Copy out the entries below exactly as they stand, but only from the line containing "for product comparisons." through the line containing "pub use scorer::score_set;".
[Opening DATASET section]
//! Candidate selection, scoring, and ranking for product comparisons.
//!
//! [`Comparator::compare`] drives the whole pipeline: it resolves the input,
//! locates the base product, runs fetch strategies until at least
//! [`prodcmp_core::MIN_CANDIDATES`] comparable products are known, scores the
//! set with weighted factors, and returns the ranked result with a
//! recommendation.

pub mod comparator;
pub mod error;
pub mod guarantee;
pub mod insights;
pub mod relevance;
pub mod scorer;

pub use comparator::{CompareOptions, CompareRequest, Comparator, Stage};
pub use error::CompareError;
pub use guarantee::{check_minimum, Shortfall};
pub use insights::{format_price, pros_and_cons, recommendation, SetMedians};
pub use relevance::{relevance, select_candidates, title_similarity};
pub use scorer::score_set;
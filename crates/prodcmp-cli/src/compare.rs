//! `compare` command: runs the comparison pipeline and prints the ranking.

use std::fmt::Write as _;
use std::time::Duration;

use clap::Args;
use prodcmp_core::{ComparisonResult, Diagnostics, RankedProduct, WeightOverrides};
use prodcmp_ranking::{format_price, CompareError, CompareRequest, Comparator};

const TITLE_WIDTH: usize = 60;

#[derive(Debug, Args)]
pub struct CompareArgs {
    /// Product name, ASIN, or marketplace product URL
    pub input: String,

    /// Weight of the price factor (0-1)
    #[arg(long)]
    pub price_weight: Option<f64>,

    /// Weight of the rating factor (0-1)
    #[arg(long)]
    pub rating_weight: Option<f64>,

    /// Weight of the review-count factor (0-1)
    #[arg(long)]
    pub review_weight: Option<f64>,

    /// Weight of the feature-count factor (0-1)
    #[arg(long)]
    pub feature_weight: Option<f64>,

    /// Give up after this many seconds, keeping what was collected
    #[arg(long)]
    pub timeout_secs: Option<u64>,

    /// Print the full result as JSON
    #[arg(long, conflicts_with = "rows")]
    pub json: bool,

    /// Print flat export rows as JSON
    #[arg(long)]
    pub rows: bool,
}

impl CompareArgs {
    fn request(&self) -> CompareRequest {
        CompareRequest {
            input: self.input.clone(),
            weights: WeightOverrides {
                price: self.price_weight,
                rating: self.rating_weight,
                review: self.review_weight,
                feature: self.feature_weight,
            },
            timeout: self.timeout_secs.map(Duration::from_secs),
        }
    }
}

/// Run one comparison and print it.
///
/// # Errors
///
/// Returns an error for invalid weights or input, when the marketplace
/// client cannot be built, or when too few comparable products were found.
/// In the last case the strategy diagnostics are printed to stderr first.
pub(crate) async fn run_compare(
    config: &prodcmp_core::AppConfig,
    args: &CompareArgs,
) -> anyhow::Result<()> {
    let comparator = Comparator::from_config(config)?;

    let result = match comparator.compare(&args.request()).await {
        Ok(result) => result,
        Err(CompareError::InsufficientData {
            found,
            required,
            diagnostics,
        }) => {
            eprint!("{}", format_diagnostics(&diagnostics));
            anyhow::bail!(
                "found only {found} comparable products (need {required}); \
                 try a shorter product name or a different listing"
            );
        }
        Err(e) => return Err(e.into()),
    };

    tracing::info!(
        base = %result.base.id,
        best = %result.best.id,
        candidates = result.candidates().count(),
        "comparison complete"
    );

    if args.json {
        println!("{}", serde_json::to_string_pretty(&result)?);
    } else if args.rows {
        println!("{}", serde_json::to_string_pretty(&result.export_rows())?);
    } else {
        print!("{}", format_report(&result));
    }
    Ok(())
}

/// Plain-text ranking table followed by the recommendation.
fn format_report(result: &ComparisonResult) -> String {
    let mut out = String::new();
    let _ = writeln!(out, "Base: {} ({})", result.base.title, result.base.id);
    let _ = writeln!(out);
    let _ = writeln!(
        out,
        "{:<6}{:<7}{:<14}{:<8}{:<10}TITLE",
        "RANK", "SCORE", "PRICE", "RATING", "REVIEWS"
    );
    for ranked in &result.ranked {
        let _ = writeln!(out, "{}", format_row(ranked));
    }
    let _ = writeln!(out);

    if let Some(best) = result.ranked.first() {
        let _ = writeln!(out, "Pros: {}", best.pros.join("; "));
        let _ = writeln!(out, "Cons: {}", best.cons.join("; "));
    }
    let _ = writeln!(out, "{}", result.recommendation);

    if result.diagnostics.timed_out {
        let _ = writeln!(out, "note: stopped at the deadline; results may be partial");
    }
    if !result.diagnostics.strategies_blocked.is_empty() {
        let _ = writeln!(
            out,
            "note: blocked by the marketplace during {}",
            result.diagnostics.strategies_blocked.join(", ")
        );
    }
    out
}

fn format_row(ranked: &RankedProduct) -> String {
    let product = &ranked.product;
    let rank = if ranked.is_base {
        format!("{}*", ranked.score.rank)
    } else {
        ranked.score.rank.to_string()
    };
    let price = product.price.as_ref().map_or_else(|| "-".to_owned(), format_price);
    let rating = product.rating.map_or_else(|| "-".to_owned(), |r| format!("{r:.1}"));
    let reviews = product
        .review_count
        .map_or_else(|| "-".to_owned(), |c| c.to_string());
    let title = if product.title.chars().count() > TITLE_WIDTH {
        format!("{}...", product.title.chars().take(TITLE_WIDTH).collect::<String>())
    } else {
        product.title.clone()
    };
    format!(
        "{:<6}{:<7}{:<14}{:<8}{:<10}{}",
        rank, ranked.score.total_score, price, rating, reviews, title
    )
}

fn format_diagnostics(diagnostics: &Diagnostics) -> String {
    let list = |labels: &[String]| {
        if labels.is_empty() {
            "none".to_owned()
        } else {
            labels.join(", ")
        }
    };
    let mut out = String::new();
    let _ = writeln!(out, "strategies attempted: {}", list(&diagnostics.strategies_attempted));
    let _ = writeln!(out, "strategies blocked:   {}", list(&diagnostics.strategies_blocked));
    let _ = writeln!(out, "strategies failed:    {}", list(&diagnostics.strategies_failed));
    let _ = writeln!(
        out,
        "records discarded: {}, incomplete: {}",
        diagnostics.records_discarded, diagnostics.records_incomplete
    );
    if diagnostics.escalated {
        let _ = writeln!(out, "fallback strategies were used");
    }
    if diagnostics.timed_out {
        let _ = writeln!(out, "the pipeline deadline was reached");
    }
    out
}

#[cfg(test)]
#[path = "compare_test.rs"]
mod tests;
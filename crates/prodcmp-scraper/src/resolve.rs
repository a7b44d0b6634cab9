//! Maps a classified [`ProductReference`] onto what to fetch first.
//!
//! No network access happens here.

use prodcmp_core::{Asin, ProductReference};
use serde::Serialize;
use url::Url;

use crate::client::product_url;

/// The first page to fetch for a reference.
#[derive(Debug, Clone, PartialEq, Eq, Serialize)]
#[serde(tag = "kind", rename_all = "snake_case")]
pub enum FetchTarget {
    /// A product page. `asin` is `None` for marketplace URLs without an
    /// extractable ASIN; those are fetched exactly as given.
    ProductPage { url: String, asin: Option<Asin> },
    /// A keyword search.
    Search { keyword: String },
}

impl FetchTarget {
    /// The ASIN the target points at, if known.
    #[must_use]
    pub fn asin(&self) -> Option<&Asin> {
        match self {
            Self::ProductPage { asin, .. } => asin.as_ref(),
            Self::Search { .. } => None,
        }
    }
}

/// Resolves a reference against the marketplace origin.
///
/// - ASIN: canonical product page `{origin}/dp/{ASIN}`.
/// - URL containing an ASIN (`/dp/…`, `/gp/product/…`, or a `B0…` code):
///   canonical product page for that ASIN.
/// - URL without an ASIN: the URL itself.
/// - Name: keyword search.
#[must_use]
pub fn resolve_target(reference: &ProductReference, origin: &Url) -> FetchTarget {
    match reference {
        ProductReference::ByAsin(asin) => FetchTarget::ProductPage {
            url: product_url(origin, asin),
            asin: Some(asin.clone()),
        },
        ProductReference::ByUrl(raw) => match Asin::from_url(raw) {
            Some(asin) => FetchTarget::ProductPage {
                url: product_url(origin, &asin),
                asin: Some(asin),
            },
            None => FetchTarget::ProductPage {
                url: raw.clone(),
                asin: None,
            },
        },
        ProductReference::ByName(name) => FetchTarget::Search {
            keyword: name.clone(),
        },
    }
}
[Closing DATASET section]
[Opening DATASET section]
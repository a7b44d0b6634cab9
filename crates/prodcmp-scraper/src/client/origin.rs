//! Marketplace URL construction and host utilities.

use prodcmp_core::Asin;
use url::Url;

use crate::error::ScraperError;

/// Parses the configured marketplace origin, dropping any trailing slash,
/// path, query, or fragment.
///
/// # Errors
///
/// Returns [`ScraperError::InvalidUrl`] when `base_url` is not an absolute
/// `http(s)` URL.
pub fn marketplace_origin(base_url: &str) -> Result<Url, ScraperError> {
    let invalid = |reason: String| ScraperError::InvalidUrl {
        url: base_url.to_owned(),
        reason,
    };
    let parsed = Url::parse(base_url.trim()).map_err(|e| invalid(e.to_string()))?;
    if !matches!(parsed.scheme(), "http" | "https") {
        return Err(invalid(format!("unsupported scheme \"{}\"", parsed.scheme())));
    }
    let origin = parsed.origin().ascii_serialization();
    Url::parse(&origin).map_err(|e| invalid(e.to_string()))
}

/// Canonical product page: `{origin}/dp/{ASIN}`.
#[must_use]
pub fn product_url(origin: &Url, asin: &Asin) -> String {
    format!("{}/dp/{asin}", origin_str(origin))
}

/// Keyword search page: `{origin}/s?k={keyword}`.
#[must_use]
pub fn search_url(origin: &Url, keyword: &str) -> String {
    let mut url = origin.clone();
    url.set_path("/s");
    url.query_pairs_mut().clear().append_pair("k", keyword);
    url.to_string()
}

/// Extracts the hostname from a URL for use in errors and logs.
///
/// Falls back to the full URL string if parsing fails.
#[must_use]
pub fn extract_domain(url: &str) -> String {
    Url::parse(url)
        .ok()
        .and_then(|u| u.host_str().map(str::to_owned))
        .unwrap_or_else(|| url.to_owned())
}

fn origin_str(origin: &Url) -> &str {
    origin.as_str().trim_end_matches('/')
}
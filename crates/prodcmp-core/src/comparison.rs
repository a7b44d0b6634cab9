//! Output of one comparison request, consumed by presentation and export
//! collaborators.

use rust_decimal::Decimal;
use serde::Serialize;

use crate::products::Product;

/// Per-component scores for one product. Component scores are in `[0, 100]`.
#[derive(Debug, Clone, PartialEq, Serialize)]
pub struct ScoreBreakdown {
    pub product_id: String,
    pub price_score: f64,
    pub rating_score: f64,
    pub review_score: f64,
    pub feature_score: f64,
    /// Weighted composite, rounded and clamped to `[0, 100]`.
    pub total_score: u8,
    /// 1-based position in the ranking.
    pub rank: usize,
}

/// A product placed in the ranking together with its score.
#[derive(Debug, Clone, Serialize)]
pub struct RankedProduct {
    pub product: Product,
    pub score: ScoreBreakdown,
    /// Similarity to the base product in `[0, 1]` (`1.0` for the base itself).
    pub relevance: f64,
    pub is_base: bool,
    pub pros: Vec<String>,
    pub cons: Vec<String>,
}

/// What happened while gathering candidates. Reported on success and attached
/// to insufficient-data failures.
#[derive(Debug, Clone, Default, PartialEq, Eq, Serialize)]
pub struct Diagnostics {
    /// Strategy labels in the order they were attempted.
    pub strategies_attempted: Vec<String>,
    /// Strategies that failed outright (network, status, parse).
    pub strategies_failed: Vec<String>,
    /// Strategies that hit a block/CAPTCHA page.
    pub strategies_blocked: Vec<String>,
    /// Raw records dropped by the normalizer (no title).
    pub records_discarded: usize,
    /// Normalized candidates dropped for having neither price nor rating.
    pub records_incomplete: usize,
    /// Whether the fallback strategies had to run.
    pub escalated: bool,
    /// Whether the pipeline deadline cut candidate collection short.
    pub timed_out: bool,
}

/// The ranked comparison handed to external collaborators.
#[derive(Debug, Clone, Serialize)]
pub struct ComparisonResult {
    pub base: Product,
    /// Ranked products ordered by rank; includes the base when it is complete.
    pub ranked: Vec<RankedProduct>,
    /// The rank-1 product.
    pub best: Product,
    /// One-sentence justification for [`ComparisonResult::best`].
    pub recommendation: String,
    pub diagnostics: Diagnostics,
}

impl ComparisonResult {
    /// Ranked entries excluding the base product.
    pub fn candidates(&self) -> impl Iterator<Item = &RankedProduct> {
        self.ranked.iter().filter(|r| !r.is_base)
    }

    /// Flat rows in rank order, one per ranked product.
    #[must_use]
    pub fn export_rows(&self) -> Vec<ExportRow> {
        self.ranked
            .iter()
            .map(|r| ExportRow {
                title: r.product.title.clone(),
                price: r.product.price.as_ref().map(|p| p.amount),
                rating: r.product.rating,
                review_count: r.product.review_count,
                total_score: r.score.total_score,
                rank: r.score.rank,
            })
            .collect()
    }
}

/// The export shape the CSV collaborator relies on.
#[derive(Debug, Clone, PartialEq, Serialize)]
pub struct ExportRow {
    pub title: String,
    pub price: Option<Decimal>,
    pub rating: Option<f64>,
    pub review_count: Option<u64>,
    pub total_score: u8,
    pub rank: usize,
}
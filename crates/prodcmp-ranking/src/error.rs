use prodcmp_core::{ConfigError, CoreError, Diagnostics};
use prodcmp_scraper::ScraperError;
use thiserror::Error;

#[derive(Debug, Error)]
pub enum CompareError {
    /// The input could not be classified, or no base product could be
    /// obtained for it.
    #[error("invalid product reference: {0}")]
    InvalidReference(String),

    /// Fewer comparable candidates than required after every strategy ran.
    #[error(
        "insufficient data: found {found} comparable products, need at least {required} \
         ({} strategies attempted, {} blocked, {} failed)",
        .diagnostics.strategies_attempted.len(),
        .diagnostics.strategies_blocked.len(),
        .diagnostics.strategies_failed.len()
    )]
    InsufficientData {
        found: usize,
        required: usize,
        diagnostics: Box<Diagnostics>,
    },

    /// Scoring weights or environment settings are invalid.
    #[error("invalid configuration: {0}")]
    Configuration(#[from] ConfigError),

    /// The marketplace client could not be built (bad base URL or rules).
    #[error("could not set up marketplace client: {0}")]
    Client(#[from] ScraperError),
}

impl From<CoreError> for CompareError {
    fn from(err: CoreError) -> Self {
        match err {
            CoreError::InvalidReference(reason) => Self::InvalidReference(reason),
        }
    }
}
[Closing DATASET section]
### YOUR RESPONSE
//! Candidate selection, scoring, and ranking for product comparisons.
//!
//! [`Comparator::compare`] drives the whole pipeline: it resolves the input,
//! locates the base product, runs fetch strategies until at least
//! [`prodcmp_core::MIN_CANDIDATES`] comparable products are known, scores the
//! set with weighted factors, and returns the ranked result with a
//! recommendation.

pub mod comparator;
pub mod error;
pub mod guarantee;
pub mod insights;
pub mod relevance;
pub mod scorer;

pub use comparator::{CompareOptions, CompareRequest, Comparator, Stage};
pub use error::CompareError;
pub use guarantee::{check_minimum, Shortfall};
pub use insights::{format_price, pros_and_cons, recommendation, SetMedians};
pub use relevance::{relevance, select_candidates, title_similarity};
pub use scorer::score_set;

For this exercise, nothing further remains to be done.